Em Cavalcante, presidente da OAB-GO afiança luta pelo fim da exploração de menores

Na audiência realizada para analisar os supostos casos de exploração sexual, Enil Henrique anunciou que entidade prestará assistência jurídica a meninas Kalunga

Presidente da OAB-GO concede entrevista coletiva em Cavalcante | Foto: divulgação

Presidente da OAB-GO concede entrevista coletiva em Cavalcante | Foto: divulgação

Uma audiência pública realizada nesta segunda-feira (20/4), em Cavalcante, no norte goiano, marcou o início das investigações da Comissão de Direitos Humanos e Minorias da Câmara Federal sobre os supostos casos de exploração sexual de meninas da comunidade quilombola Kalunga.

O assunto tomou proporção nacional depois de divulgação na imprensa, na última semana. De acordo com as denúncias, as meninas estariam sendo submetidas à exploração sexual e ao trabalho infantil doméstico.

Na maioria dos casos, as vítimas deixam a comunidade de origem para estudar numa das cidades da região. Ao participar do encontro, o presidente da Ordem dos Advogados do Brasil – Seção Goiás (OAB-GO), Enil Henrique, afirmou que a entidade vai ingressar na luta pelo fim da exploração de menores.

Para o presidente da OAB, a punição deve ser cobrada e efetivada, independentemente de quem seja apontado como responsável pelos crimes.

Enil afirmou que a entidade vai prestar assistência jurídica às meninas vítimas de exploração, acompanhando os processos relativos aos casos denunciados. “Além disso, criamos um link na nossa página na internet exclusivamente para receber esse tipo de denúncia”, completou.

Segundo o presidente, o problema da comunidade Kalunga é também um problema da Ordem. “Criamos recentemente a Comissão da Criança e do Adolescente na OAB, justamente, porque repudiamos essa prática, que ceifa os sonhos de meninos e meninas não só aqui (Cavalcante), mas em Goiás e no Brasil”, explicou Enil Henrique e completou:  “Ficar omisso é ser conivente”.

Segundo o delegado Diogo Barreira, de janeiro pra cá, dez inquéritos relacionados aos estupros, praticados, inclusive, por autoridades políticas da região, foram concluídos em Cavalcante, com o indiciamento de nove acusados. “Infelizmente, nossa estrutura é precária”, lamentou.

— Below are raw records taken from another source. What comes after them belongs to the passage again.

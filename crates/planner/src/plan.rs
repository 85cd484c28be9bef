use std::collections::BTreeSet;
use tracing::debug;

use crate::version::VersionGraph;
use crate::PlanError;

/// Versions to apply, in order: the anchor `base`, then each delta.
///
/// `base` is not necessarily a base version: it can be the partition's
/// current version or a cached version that the deltas build on.
#[derive(Debug, Clone, PartialEq, Eq)]
pub struct UpdatePlan {
    pub base: u32,
    /// Ascending version order.
    pub deltas: Vec<u32>,
}

impl UpdatePlan {
    /// Version the partition is at once the plan is applied.
    #[must_use]
    pub fn target(&self) -> u32 {
        self.deltas.last().copied().unwrap_or(self.base)
    }

    /// `base` followed by the deltas.
    pub fn versions(&self) -> impl Iterator<Item = u32> + '_ {
        std::iter::once(self.base).chain(self.deltas.iter().copied())
    }
}

impl std::fmt::Display for UpdatePlan {
    fn fmt(&self, f: &mut std::fmt::Formatter<'_>) -> std::fmt::Result {
        write!(f, "base={} deltas={:?}", self.base, self.deltas)
    }
}

/// Walks parent links back from `start` until an anchor is found.
///
/// A version stops the walk if it is not defunct and either `is_anchor`
/// accepts it or it is a base. Defunct versions are stepped over: they are
/// neither anchor nor delta. Every visited version must be closed.
///
/// Returns the anchor and the deltas above it in ascending order.
pub fn resolve_chain<F>(
    graph: &VersionGraph,
    start: u32,
    is_anchor: F,
) -> Result<UpdatePlan, PlanError>
where
    F: Fn(u32) -> bool,
{
    let mut deltas = Vec::new();
    let mut seen = BTreeSet::new();
    let mut number = start;
    loop {
        if !seen.insert(number) {
            return Err(PlanError::Cycle(start));
        }
        let version = graph.get(number).ok_or(PlanError::UnknownVersion(number))?;
        if !version.is_closed() {
            return Err(PlanError::OpenVersion(number));
        }
        if !version.defunct {
            if version.is_base || is_anchor(number) {
                deltas.reverse();
                return Ok(UpdatePlan {
                    base: number,
                    deltas,
                });
            }
            deltas.push(number);
        }

        // Only a defunct base gets here; nothing lies behind it.
        if version.is_base {
            return Err(PlanError::NoAnchor(start));
        }
        number = match version.parent {
            Some(parent) if graph.contains(parent) => parent,
            Some(parent) => return Err(PlanError::MissingParent { version: number, parent }),
            None => return Err(PlanError::Orphan(number)),
        };
    }
}

/// Plans how to bring a partition from `current` to `target`.
///
/// Returns `Ok(None)` when there is nothing to do: no target, or the target
/// is already current. Otherwise the plan is anchored at the nearest of: a
/// base, the current version, or a cached version, skipping defunct versions.
///
/// # Errors
///
/// [`PlanError`] if the target is unknown or defunct, the chain crosses an
/// open version, or no non-defunct anchor can be reached.
pub fn plan_update(
    graph: &VersionGraph,
    current: Option<u32>,
    cached: &BTreeSet<u32>,
    target: Option<u32>,
) -> Result<Option<UpdatePlan>, PlanError> {
    let target = match target {
        Some(t) => t,
        None => return Ok(None),
    };
    if current == Some(target) {
        return Ok(None);
    }
    let version = graph.get(target).ok_or(PlanError::UnknownVersion(target))?;
    if version.defunct {
        return Err(PlanError::DefunctTarget(target));
    }

    let plan = resolve_chain(graph, target, |n| Some(n) == current || cached.contains(&n))?;
    debug!(?current, target, %plan, "update planned");
    Ok(Some(plan))
}
//! Footer layout, read/write helpers and load-time validation.
//!
//! ```text
//! [bucket_offset: i64 LE] x 2^hash_index_bits
//! [max_uncompressed_chunk: i32 LE]
//! [max_compressed_chunk: i32 LE]
//! ```
//!
//! A footer is only accepted if every offset is `-1` or inside the data
//! section, non-empty offsets never decrease in bucket order, and every chunk
//! fits within the recorded maximum compressed size. Anything else is a load
//! error; a reader is never handed a partially trustworthy index.

use anyhow::{bail, Result};
use byteorder::{LittleEndian, ReadBytesExt, WriteBytesExt};
use std::io::{self, Read, Seek, SeekFrom, Write};

/// Bucket offset marking a bucket with no records.
pub const EMPTY_BUCKET: i64 = -1;

/// Size of the two chunk-size fields after the offset table.
pub const FOOTER_TRAILER_BYTES: u64 = 4 + 4;

/// Total footer size for a given number of index bits.
#[must_use]
pub fn footer_size(hash_index_bits: u32) -> u64 {
    (1u64 << hash_index_bits) * 8 + FOOTER_TRAILER_BYTES
}

/// Parsed footer.
#[derive(Debug, Clone, PartialEq, Eq)]
pub struct Footer {
    /// Byte offset of each bucket's chunk, or [`EMPTY_BUCKET`].
    pub bucket_offsets: Vec<i64>,
    /// Largest chunk after decompression; sizes the decompression buffer.
    pub max_uncompressed_chunk: u32,
    /// Largest chunk as stored; sizes the read buffer.
    pub max_compressed_chunk: u32,
}

impl Footer {
    /// Writes the footer to `w`.
    pub fn write_to<W: Write>(&self, w: &mut W) -> io::Result<()> {
        for &offset in &self.bucket_offsets {
            w.write_i64::<LittleEndian>(offset)?;
        }
        w.write_i32::<LittleEndian>(size_field(self.max_uncompressed_chunk)?)?;
        w.write_i32::<LittleEndian>(size_field(self.max_compressed_chunk)?)?;
        Ok(())
    }

    /// Stored length of every bucket's chunk (0 for empty buckets).
    ///
    /// Assumes the footer was validated against `data_len`.
    #[must_use]
    pub fn chunk_lengths(&self, data_len: u64) -> Vec<u32> {
        let mut lens = vec![0u32; self.bucket_offsets.len()];
        let mut end = data_len;
        for (i, &offset) in self.bucket_offsets.iter().enumerate().rev() {
            if offset == EMPTY_BUCKET {
                continue;
            }
            lens[i] = (end - offset as u64) as u32;
            end = offset as u64;
        }
        lens
    }

    /// Checks the footer against the size of the data section it indexes.
    pub fn validate(&self, data_len: u64) -> Result<()> {
        let mut previous: Option<(usize, u64)> = None;
        for (bucket, &offset) in self.bucket_offsets.iter().enumerate() {
            if offset == EMPTY_BUCKET {
                continue;
            }
            if offset < 0 {
                bail!("corrupt footer: bucket {} has negative offset {}", bucket, offset);
            }
            let offset = offset as u64;
            if offset >= data_len {
                bail!(
                    "corrupt footer: bucket {} offset {} is outside the {}-byte data section",
                    bucket,
                    offset,
                    data_len
                );
            }
            match previous {
                None if offset != 0 => {
                    bail!("corrupt footer: first non-empty bucket {} starts at {}, not 0", bucket, offset);
                }
                Some((prev_bucket, prev_offset)) => {
                    if offset < prev_offset {
                        bail!(
                            "corrupt footer: bucket offsets are not non-decreasing \
                             (bucket {} at {} precedes bucket {} at {})",
                            prev_bucket,
                            prev_offset,
                            bucket,
                            offset
                        );
                    }
                    self.check_chunk(prev_bucket, offset - prev_offset)?;
                }
                None => {}
            }
            previous = Some((bucket, offset));
        }

        match previous {
            Some((bucket, offset)) => self.check_chunk(bucket, data_len - offset)?,
            None if data_len > 0 => {
                bail!("corrupt footer: {} data bytes but every bucket is empty", data_len);
            }
            None => {}
        }
        Ok(())
    }

    fn check_chunk(&self, bucket: usize, len: u64) -> Result<()> {
        if len == 0 || len > u64::from(self.max_compressed_chunk) {
            bail!(
                "corrupt footer: bucket {} has a {}-byte chunk (recorded maximum {})",
                bucket,
                len,
                self.max_compressed_chunk
            );
        }
        Ok(())
    }
}

fn size_field(size: u32) -> io::Result<i32> {
    i32::try_from(size).map_err(|_| {
        io::Error::new(
            io::ErrorKind::InvalidInput,
            format!("chunk size {} does not fit the footer size field", size),
        )
    })
}

/// Reads and validates the footer of a hash-indexed file.
///
/// Returns the footer and the length of the data section that precedes it.
pub fn read_footer<R: Read + Seek>(r: &mut R, hash_index_bits: u32) -> Result<(Footer, u64)> {
    let filesize = r.seek(SeekFrom::End(0))?;
    let footer_len = footer_size(hash_index_bits);
    if filesize < footer_len {
        bail!(
            "file too small for hash index footer: {} bytes, footer needs {}",
            filesize,
            footer_len
        );
    }
    let data_len = filesize - footer_len;
    r.seek(SeekFrom::Start(data_len))?;

    let mut raw = vec![0u8; footer_len as usize];
    r.read_exact(&mut raw)?;
    let mut cursor = raw.as_slice();

    let num_buckets = 1usize << hash_index_bits;
    let mut bucket_offsets = Vec::with_capacity(num_buckets);
    for _ in 0..num_buckets {
        bucket_offsets.push(cursor.read_i64::<LittleEndian>()?);
    }
    let max_uncompressed = cursor.read_i32::<LittleEndian>()?;
    let max_compressed = cursor.read_i32::<LittleEndian>()?;
    if max_uncompressed < 0 || max_compressed < 0 {
        bail!(
            "corrupt footer: negative chunk size (uncompressed {}, compressed {})",
            max_uncompressed,
            max_compressed
        );
    }

    let footer = Footer {
        bucket_offsets,
        max_uncompressed_chunk: max_uncompressed as u32,
        max_compressed_chunk: max_compressed as u32,
    };
    footer.validate(data_len)?;
    Ok((footer, data_len))
}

O evento foi conduzido pelo deputado Paulo Pimenta (PT-RS), presidente da Comissão de Direitos Humanos, e contou com a participação, além da OAB, de membros do Ministério Público, Conselho Tutelar, Assembleia Legislativa, Câmara Federal e Polícias Civil e Militar, além de representantes da comunidade.

De acordo com relatos da líder comunitária Dalila Martins, descendente dos Kalunga, a prática criminosa ocorre há mais de duas décadas. “Posso dizer porque já passei por isso”, revelou.

Desde 2012, 14 casos de exploração sexual teriam sido relatados às autoridades locais. Joel Carvalho, radialista da cidade, alegou, no entanto, que o número é muito maior. “Isso é só a ponta do iceberg. Podemos colocar cinco casos para cada um desses que vieram a público”, considerou ele, que afirmou estar sendo ameaçado de morte por denunciar a prática da exploração na região.

Para a maioria das autoridades locais, a exploração das meninas está relacionada à falta de estrutura básica para as comunidades, que somam juntas cerca de sete mil pessoas. Segundo Paulo Pimenta, a região de Cavalcante registrou 57 casos de gravidez em meninas com até 15 anos. “O interessante é que o nome do pai não aparece”, relatou.

A deputada Érika Kokay (PT-DF), integrante da comissão da Câmara, cobrou do Conselho Nacional de Justiça uma averiguação sobre a postura do judiciário diante das denúncias.

Segundo ela, é preciso saber porquê nenhuma punição foi registrada, mesmo diante de evidências dos crimes. Uma sala especial foi preparada na sede do Programa de Erradicação do Trabalho Infantil (Peti), onde ocorreu a audiência, para colher denúncias sobre a prática. A grande maioria dos moradores preferiu não se manifestar publicamente sobre o tema.

Entre os suspeitos de praticar abuso sexual contra meninas Kalungas estão um vereador e um ex-vereador. Ambos teriam levado meninas para trabalharem como domésticas em suas residências.